> _Given records_:

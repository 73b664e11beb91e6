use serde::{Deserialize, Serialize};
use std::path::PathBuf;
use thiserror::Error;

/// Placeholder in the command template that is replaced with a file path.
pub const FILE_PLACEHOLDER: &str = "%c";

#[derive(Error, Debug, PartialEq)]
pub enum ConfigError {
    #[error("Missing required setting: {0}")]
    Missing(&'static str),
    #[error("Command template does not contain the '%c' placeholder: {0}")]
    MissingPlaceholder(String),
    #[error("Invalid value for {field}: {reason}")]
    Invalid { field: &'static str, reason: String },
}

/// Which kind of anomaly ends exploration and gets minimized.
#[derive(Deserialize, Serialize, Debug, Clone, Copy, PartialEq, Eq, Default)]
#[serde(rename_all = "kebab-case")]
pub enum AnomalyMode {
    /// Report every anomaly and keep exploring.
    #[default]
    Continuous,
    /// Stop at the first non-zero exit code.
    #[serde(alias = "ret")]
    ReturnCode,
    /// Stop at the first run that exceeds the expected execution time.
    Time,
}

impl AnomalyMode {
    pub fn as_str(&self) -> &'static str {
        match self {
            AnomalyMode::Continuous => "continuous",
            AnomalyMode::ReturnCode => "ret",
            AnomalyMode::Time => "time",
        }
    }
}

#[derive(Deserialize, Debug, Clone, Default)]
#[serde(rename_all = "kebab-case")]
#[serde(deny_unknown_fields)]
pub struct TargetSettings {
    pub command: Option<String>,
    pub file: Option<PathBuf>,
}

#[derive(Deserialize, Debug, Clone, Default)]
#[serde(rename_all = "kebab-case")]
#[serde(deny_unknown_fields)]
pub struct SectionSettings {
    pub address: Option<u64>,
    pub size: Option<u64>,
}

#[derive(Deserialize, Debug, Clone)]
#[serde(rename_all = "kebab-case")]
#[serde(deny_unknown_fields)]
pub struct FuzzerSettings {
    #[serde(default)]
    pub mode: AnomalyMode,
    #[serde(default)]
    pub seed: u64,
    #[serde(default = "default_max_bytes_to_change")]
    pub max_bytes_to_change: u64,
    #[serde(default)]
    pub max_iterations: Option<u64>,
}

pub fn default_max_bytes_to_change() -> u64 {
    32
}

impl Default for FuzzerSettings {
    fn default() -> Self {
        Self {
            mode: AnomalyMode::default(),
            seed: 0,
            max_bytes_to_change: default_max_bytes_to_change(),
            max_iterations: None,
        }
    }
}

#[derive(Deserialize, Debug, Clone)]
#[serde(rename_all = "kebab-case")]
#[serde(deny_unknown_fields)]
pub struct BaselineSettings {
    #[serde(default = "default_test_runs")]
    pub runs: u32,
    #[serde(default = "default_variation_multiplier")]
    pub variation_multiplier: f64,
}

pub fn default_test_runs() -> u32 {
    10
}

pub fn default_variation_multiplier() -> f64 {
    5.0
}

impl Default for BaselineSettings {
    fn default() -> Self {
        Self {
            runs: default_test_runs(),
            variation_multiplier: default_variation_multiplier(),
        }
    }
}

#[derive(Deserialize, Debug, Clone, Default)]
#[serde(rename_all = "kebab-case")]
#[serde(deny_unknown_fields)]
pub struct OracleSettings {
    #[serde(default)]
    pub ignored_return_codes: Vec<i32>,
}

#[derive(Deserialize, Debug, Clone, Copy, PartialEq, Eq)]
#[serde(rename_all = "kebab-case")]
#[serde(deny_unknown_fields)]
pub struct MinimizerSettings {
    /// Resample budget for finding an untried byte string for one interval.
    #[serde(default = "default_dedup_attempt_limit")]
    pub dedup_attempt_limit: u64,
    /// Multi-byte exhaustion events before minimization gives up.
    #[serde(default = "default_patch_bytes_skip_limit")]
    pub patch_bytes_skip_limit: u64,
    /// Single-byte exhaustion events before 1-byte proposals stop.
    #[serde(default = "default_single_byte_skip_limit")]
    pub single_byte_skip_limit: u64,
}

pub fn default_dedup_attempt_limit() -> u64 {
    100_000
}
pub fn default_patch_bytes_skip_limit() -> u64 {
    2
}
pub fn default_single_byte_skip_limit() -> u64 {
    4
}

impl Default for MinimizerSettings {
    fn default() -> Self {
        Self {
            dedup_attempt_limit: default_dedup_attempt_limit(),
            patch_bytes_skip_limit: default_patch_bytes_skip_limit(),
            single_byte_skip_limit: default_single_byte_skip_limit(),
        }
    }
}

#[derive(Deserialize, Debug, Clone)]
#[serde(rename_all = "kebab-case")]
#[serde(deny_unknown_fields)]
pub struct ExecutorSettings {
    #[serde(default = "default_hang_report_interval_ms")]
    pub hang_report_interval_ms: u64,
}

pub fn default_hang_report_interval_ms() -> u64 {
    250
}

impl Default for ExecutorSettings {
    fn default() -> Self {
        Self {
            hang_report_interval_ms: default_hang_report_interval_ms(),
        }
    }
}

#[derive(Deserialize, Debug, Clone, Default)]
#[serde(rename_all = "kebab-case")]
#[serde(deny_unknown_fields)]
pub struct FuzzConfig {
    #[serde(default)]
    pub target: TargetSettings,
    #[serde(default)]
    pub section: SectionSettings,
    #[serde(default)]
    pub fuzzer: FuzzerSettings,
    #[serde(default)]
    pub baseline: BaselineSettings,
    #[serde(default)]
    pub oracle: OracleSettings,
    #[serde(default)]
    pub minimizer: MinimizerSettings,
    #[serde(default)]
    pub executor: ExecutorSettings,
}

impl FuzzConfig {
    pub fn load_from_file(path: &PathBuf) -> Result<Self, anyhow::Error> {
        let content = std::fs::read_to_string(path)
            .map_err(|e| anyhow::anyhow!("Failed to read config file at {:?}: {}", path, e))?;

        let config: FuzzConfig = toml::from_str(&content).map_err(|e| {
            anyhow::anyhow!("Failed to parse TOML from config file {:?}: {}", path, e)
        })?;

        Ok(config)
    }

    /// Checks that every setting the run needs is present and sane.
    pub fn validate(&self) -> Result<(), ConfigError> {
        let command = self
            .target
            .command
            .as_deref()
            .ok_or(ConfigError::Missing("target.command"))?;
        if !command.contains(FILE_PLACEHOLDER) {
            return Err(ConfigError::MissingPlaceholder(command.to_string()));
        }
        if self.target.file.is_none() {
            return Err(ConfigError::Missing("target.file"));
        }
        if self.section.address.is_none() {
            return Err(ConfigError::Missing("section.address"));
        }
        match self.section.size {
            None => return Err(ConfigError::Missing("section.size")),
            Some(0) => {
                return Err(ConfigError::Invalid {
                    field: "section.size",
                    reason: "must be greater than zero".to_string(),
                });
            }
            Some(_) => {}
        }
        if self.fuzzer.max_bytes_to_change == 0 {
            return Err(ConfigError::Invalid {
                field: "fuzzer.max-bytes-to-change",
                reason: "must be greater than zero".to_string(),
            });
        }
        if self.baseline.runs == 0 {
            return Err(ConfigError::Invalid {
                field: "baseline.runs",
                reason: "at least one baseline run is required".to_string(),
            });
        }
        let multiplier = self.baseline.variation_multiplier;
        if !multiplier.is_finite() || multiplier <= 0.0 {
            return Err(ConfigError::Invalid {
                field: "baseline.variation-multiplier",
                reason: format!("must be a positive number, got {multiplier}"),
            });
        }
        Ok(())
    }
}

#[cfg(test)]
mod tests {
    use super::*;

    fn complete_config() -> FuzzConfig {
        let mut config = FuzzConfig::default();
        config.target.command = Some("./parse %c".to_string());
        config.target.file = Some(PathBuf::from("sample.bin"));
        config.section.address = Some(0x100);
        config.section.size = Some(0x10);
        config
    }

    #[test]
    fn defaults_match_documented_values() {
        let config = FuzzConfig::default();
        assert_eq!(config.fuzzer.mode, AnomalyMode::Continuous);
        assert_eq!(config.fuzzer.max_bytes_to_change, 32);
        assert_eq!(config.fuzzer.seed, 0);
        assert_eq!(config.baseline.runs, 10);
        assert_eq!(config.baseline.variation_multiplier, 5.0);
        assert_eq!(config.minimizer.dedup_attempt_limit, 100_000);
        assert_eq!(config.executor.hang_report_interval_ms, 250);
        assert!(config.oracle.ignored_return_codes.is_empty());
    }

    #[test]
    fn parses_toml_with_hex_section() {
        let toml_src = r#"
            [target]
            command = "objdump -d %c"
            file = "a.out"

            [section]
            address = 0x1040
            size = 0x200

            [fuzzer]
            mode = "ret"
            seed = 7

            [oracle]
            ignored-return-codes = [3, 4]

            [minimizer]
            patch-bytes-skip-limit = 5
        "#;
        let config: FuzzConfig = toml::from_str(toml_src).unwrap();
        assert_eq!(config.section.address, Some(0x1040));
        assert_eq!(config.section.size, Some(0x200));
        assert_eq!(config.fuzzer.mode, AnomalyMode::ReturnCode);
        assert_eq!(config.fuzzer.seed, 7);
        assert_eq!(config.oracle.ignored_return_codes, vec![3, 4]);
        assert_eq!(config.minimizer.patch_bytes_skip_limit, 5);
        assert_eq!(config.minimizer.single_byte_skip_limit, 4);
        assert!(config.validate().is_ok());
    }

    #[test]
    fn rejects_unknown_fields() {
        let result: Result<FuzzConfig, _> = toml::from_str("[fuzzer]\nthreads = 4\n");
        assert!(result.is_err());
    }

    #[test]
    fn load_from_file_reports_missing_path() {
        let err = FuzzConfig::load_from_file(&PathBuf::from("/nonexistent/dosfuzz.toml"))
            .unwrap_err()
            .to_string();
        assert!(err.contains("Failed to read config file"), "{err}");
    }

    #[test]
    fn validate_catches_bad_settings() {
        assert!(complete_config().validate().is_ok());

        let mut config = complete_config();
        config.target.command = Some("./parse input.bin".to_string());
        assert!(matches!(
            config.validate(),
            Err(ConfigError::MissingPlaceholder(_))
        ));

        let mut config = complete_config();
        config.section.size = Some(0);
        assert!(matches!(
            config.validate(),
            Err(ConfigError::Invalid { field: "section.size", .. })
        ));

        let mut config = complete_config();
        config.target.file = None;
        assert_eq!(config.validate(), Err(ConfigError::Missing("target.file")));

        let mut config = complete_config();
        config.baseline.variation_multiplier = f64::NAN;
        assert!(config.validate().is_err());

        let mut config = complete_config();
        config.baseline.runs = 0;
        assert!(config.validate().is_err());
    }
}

> _Activity_:
Copy out the range of lines above starting at the line with "assert_eq!(config.fuzzer.seed, 0);" and ending at the line with "assert!(config.validate().is_ok());", exactly and including both.

> _Response for this exercise_:
        assert_eq!(config.fuzzer.seed, 0);
        assert_eq!(config.baseline.runs, 10);
        assert_eq!(config.baseline.variation_multiplier, 5.0);
        assert_eq!(config.minimizer.dedup_attempt_limit, 100_000);
        assert_eq!(config.executor.hang_report_interval_ms, 250);
        assert!(config.oracle.ignored_return_codes.is_empty());
    }

    #[test]
    fn parses_toml_with_hex_section() {
        let toml_src = r#"
            [target]
            command = "objdump -d %c"
            file = "a.out"

            [section]
            address = 0x1040
            size = 0x200

            [fuzzer]
            mode = "ret"
            seed = 7

            [oracle]
            ignored-return-codes = [3, 4]

            [minimizer]
            patch-bytes-skip-limit = 5
        "#;
        let config: FuzzConfig = toml::from_str(toml_src).unwrap();
        assert_eq!(config.section.address, Some(0x1040));
        assert_eq!(config.section.size, Some(0x200));
        assert_eq!(config.fuzzer.mode, AnomalyMode::ReturnCode);
        assert_eq!(config.fuzzer.seed, 7);
        assert_eq!(config.oracle.ignored_return_codes, vec![3, 4]);
        assert_eq!(config.minimizer.patch_bytes_skip_limit, 5);
        assert_eq!(config.minimizer.single_byte_skip_limit, 4);
        assert!(config.validate().is_ok());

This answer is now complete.